(PROBLEM TO WORK ON):
Restate verbatim the span of lines below between the line with "missed-window sleep |" and the line with "use crate::error::ShutterError;", including those two lines, and only that span.

(Collected data entries)
§ §

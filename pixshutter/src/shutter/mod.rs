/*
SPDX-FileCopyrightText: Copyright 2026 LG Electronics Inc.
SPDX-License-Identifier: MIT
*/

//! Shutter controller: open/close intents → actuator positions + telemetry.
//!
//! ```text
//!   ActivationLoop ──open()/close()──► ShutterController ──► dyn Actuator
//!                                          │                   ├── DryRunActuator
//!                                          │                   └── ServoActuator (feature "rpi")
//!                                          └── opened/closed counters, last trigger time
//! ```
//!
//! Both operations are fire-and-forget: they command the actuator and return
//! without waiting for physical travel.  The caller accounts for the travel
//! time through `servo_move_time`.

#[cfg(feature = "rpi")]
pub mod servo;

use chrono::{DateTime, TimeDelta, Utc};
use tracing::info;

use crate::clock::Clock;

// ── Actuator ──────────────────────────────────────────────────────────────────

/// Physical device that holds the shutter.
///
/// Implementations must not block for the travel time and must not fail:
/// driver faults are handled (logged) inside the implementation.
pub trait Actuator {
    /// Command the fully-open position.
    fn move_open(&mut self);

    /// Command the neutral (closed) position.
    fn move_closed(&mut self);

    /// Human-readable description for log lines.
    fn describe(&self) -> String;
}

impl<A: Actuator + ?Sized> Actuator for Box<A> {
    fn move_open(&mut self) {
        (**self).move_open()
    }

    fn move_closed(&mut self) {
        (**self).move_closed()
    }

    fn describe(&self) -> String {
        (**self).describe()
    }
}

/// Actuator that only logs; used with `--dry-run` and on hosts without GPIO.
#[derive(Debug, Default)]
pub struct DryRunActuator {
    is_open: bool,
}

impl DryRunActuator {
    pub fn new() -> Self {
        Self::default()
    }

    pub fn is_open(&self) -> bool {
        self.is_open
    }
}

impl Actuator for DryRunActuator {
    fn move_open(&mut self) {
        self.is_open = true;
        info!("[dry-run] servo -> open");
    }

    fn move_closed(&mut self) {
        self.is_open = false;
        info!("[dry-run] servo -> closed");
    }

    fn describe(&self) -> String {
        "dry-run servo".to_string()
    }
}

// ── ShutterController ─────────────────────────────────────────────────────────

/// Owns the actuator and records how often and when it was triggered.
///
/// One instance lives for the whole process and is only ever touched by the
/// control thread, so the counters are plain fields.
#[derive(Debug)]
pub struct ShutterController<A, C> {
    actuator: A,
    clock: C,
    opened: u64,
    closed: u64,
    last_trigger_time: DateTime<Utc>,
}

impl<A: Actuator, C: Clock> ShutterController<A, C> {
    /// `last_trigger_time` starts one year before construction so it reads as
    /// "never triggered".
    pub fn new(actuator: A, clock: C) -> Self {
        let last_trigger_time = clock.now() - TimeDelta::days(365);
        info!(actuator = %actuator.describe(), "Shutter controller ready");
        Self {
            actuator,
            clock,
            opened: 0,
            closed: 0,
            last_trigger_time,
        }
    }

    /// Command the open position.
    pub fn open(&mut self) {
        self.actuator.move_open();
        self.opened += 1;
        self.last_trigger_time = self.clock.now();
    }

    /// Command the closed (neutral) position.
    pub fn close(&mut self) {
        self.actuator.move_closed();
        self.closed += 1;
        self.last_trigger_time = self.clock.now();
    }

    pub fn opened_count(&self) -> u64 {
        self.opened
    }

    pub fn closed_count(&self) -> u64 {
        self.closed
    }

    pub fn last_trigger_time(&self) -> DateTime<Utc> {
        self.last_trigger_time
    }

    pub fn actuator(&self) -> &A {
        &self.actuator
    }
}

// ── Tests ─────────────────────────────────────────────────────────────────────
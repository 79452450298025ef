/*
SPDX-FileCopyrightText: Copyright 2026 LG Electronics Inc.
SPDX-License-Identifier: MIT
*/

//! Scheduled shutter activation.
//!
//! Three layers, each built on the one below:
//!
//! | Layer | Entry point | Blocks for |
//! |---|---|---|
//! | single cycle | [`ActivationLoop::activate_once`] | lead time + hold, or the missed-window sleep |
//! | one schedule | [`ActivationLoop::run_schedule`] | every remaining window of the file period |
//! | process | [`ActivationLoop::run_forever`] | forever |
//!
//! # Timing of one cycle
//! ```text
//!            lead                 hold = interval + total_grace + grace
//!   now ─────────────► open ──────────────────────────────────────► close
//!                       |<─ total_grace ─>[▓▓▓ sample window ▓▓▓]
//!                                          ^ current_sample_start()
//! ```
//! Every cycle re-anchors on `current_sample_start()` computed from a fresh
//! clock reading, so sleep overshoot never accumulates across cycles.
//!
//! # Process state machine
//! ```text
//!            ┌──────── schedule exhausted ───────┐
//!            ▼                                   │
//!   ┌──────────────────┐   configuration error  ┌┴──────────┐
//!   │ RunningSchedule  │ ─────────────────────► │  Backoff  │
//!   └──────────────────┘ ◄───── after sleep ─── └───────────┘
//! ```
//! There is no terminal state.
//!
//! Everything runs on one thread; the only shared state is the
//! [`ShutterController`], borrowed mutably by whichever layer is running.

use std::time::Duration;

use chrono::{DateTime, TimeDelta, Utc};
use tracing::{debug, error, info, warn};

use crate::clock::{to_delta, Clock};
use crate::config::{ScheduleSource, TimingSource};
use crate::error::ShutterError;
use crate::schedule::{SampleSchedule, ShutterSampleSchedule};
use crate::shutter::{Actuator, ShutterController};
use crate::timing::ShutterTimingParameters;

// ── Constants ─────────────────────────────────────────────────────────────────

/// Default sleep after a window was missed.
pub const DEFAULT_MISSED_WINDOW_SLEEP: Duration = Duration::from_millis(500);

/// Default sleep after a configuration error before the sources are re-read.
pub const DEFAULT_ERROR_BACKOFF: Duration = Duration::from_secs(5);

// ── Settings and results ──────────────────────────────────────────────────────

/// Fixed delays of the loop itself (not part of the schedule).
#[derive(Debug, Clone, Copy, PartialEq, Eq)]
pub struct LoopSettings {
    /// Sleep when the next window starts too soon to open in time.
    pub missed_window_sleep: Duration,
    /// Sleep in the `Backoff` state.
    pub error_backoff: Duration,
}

§ §

(RESULT OF THE EXERCISE):
//! | single cycle | [`ActivationLoop::activate_once`] | lead time + hold, or the missed-window sleep |
//! | one schedule | [`ActivationLoop::run_schedule`] | every remaining window of the file period |
//! | process | [`ActivationLoop::run_forever`] | forever |
//!
//! # Timing of one cycle
//! ```text
//!            lead                 hold = interval + total_grace + grace
//!   now ─────────────► open ──────────────────────────────────────► close
//!                       |<─ total_grace ─>[▓▓▓ sample window ▓▓▓]
//!                                          ^ current_sample_start()
//! ```
//! Every cycle re-anchors on `current_sample_start()` computed from a fresh
//! clock reading, so sleep overshoot never accumulates across cycles.
//!
//! # Process state machine
//! ```text
//!            ┌──────── schedule exhausted ───────┐
//!            ▼                                   │
//!   ┌──────────────────┐   configuration error  ┌┴──────────┐
//!   │ RunningSchedule  │ ─────────────────────► │  Backoff  │
//!   └──────────────────┘ ◄───── after sleep ─── └───────────┘
//! ```
//! There is no terminal state.
//!
//! Everything runs on one thread; the only shared state is the
//! [`ShutterController`], borrowed mutably by whichever layer is running.

use std::time::Duration;

use chrono::{DateTime, TimeDelta, Utc};
use tracing::{debug, error, info, warn};

use crate::clock::{to_delta, Clock};
use crate::config::{ScheduleSource, TimingSource};
use crate::error::ShutterError;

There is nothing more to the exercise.